***** Provided material *****
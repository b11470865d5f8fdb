//! Error handling for the verdant station agent.

/// A specialized `Result` type for agent operations.
pub type Result<T> = std::result::Result<T, AgentError>;

/// Errors surfaced by a sensor collaborator.
///
/// Init failures are permanent: the agent disables the sensor for the
/// rest of the process and never retries the handshake. Read failures
/// are transient: they are counted and the sensor stays in rotation.
#[derive(Debug, Clone, PartialEq, Eq, thiserror::Error)]
pub enum SensorError {
    /// The startup handshake failed or was never run.
    #[error("sensor not initialized")]
    NotInitialized,

    /// One poll produced no usable sample.
    #[error("sensor read failed: {0}")]
    ReadFailure(String),
}

/// The main error type for station agent operations.
#[derive(Debug, thiserror::Error)]
pub enum AgentError {
    /// I/O operation failed
    #[error("I/O error: {0}")]
    Io(#[from] std::io::Error),

    /// Configuration is unusable (degenerate calibration, zero interval)
    #[error("Configuration error: {0}")]
    Config(String),

    /// A sensor collaborator failed
    #[error("Sensor error: {0}")]
    Sensor(#[from] SensorError),

    /// Telemetry transport error
    #[error("Telemetry error: {0}")]
    Telemetry(String),
}

impl AgentError {
    /// Create a new configuration error
    pub fn config_error(msg: impl Into<String>) -> Self {
        Self::Config(msg.into())
    }

    /// Create a new telemetry error
    pub fn telemetry_error(msg: impl Into<String>) -> Self {
        Self::Telemetry(msg.into())
    }
}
*****
Please copy out each line of the listing above that contains the string "Result".

/// A specialized `Result` type for agent operations.
pub type Result<T> = std::result::Result<T, AgentError>;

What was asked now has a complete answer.